Zoes Ehemann Ed stirbt bei einem Verkehrsunfall-. Die 38-Jährige kann seinen Tod nicht wahrhaben und macht sich Vorwürfe, dass sie im Streit auseinandergegangen sind und sie ihm nicht mehr sagen konnte, wie sehr sie ihn liebt. In den letzten Jahren ist die Liebe der beiden wegen Streitigkeiten und existentieller Krisen zu kurz gekommen.
Zwei Monate nach Eds Tod stürzt Zoe und wacht im Jahr 1993 auf, als sie Ed kennenlernte. Ab sofort lebt sie vergangene Schlüsselmomente mit Ed wieder und versucht Dinge zu ändern, ihre Beziehung zu verbessern, um seinen Tod möglichst verhindern zu können.

"Before you go - Jeder letzte Tag mit dir" ist der Debütroman von Clare Swatman, der in über 20 Ländern verkauft wurde. Auch aufgrund der überschwänglichen Kritiken ("Das Debüt begeistert die Welt!") hatte ich hohe Erwartungen an diesen Roman.

Er beginnt zunächst auch sehr emotional mit der Beerdigung von Ed und man kann Zoes Trauer und ihren Schmerz nachvollziehen. Ihr Sturz, die damit verbundene Reise in die Vergangenheit und die Idee, durch die Möglichkeit einer zweiten Chance, sein Leben zu ändern, Dinge besser zu machen, die man im Nachhinein bereut, sind eine schöne Vorstellung und bieten die Vorlage für einen gefühlvollen Liebesroman.

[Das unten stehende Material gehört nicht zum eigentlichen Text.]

#[cfg(test)]
mod tests {
    use super::*;
    use tempfile::TempDir;

    fn fake_host() -> (TempDir, SystemConfig) {
        let dir = TempDir::new().unwrap();
        let config = SystemConfig::new(dir.path().join("sys"), dir.path().join("proc"));
        write(&config.sysfs_path("devices/system/cpu/online"), "0-3\n");
        write(&config.proc_path("sys/kernel/osrelease"), "4.8.0-1-amd64\n");
        (dir, config)
    }

    fn write(path: &Path, content: &str) {
        fs::create_dir_all(path.parent().unwrap()).unwrap();
        fs::write(path, content).unwrap();
    }

    fn enable_intel_pstate(config: &SystemConfig, no_turbo: &str) {
        write(
            &config.sysfs_path("devices/system/cpu/cpu0/cpufreq/scaling_driver"),
            "intel_pstate\n",
        );
        write(&config.sysfs_path("devices/system/cpu/intel_pstate/no_turbo"), no_turbo);
    }

    #[test]
    fn test_parse_linux_version() {
        assert_eq!(parse_linux_version("4.8.0-1-amd64"), Some(vec![4, 8, 0]));
        assert_eq!(parse_linux_version("3.10"), Some(vec![3, 10]));
        assert_eq!(parse_linux_version("bogus"), None);
    }

    #[test]
    fn test_scheduler_advises_isolation() {
        let (_dir, config) = fake_host();
        let mut op = LinuxScheduler::new(config);
        let mut diagnostics = Diagnostics::new();
        Operation::read(&mut op, &mut diagnostics);

        assert!(diagnostics.is_empty());
        assert_eq!(op.linux_version(), Some(&[4, 8, 0][..]));
        let lines = Operation::show(&op);
        assert_eq!(lines.len(), 2);
        assert!(lines[0].starts_with("Linux scheduler: Use isolcpus="));
        assert!(lines[1].contains("rcu_nocbs"));
    }

    #[test]
    fn test_scheduler_reports_isolated_cpus() {
        let (_dir, config) = fake_host();
        write(&config.sysfs_path("devices/system/cpu/isolated"), "2-3\n");
        write(&config.proc_path("cmdline"), "quiet isolcpus=2-3 rcu_nocbs=2-3\n");
        let mut op = LinuxScheduler::new(config);
        let mut diagnostics = Diagnostics::new();
        Operation::read(&mut op, &mut diagnostics);

        assert_eq!(
            Operation::show(&op),
            vec![
                "Linux scheduler: Isolated CPUs (2/4): 2-3",
                "Linux scheduler: RCU disabled on CPUs (2/4): 2-3",
            ]
        );
    }

    #[test]
    fn test_scheduler_skips_rcu_on_old_kernels() {
        let (_dir, config) = fake_host();
        write(&config.proc_path("sys/kernel/osrelease"), "3.2.0\n");
        let mut op = LinuxScheduler::new(config);
        Operation::read(&mut op, &mut Diagnostics::new());
        assert_eq!(Operation::show(&op).len(), 1);
    }

    #[test]
    fn test_scheduler_bad_release_is_an_error() {
        let (_dir, config) = fake_host();
        write(&config.proc_path("sys/kernel/osrelease"), "weird\n");
        let mut op = LinuxScheduler::new(config);
        let mut diagnostics = Diagnostics::new();
        Operation::read(&mut op, &mut diagnostics);
        assert!(diagnostics.has_errors());
        assert!(Operation::show(&op).is_empty());
    }

    #[test]
    fn test_turbo_boost_read() {
        let (_dir, config) = fake_host();
        enable_intel_pstate(&config, "1\n");
        let mut op = TurboBoostIntelPstate::new(config.clone());
        Operation::read(&mut op, &mut Diagnostics::new());
        assert_eq!(op.enabled(), Some(false));
        assert_eq!(Operation::show(&op), vec!["Turbo Boost (intel_pstate driver): disabled"]);

        write(&config.sysfs_path("devices/system/cpu/intel_pstate/no_turbo"), "2\n");
        let mut diagnostics = Diagnostics::new();
        Operation::read(&mut op, &mut diagnostics);
        assert_eq!(op.enabled(), None);
        assert_eq!(diagnostics.errors().count(), 1);
    }

    #[test]
    fn test_turbo_boost_tune_and_reset() {
        let (_dir, config) = fake_host();
        enable_intel_pstate(&config, "0\n");
        let path = config.sysfs_path("devices/system/cpu/intel_pstate/no_turbo");

        let mut op = TurboBoostIntelPstate::new(config.clone());
        let mut diagnostics = Diagnostics::new();
        let messages = Operation::tune(&mut op, &mut diagnostics);
        assert_eq!(messages.len(), 1);
        assert!(messages[0].contains("Turbo Boost disabled"));
        assert_eq!(fs::read_to_string(&path).unwrap(), "1");

        // already disabled: nothing written
        let mut fresh = TurboBoostIntelPstate::new(config);
        assert!(Operation::tune(&mut fresh, &mut diagnostics).is_empty());

        let messages = Operation::reset(&mut fresh, &mut diagnostics);
        assert!(messages[0].contains("Turbo Boost enabled"));
        assert_eq!(fs::read_to_string(&path).unwrap(), "0");
        assert!(diagnostics.is_empty());
    }

    #[test]
    fn test_system_detect_and_run() {
        let (_dir, config) = fake_host();
        let mut system = System::detect(&config);
        if cfg!(target_os = "linux") {
            assert_eq!(system.operation_names(), vec!["Linux scheduler"]);
        }

        enable_intel_pstate(&config, "0\n");
        let mut system = System::detect(&config);
        assert!(system.operation_names().contains(&"Turbo Boost (intel_pstate driver)"));

        let mut diagnostics = Diagnostics::new();
        let report = system.run(Action::Tune, &mut diagnostics);
        assert_eq!(report.messages.len(), 1);
        assert!(report
            .state
            .contains(&"Turbo Boost (intel_pstate driver): disabled".to_string()));
        assert!(!diagnostics.has_errors());
    }

    #[test]
    fn test_host_metadata() {
        let (_dir, config) = fake_host();
        write(&config.proc_path("cpuinfo"), "processor\t: 0\nmodel name\t: Fake CPU @ 3.00GHz\n");
        write(&config.sysfs_path("devices/system/cpu/isolated"), "1,3\n");
        let metadata = host_metadata(&config);
        assert_eq!(metadata.get("cpu_count").and_then(|v| v.as_f64()), Some(4.0));
        assert_eq!(
            metadata.get("cpu_model_name").and_then(|v| v.as_str()),
            Some("Fake CPU @ 3.00GHz")
        );
        assert_eq!(metadata.get("isolated_cpus").and_then(|v| v.as_str()), Some("1,3"));
        assert!(metadata.contains_key("date"));
    }
}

Gleich zu Beginn stellt man allerdings fest, dass es bei Zoe und Ed nicht die Liebe auf den ersten Blick war, sondern dass sie erst in einem zweiten Anlauf Jahre später zusamen gekommen sind. Ihr Zusammenleben war stark von Unzufriedenheiten miteinander und permanenten Konflikten geprägt. Mehrfach haben sie sich zumindest kurzzeitig getrennt. Ed bevorzugt das Leben auf dem Land, Zoe möchte in London wohnen. Ed möchte viele Kinder haben, Zoe keine. Als die beiden sich dann doch entschließen, eine Familie zu gründen, stellen sie fest, dass ihr Kinderwunsch nicht so einfach umzusetzen ist. Die Ehe wird daraufhin durch eine erfolglose Kinderwunschbehandlung nachhaltig erschüttert.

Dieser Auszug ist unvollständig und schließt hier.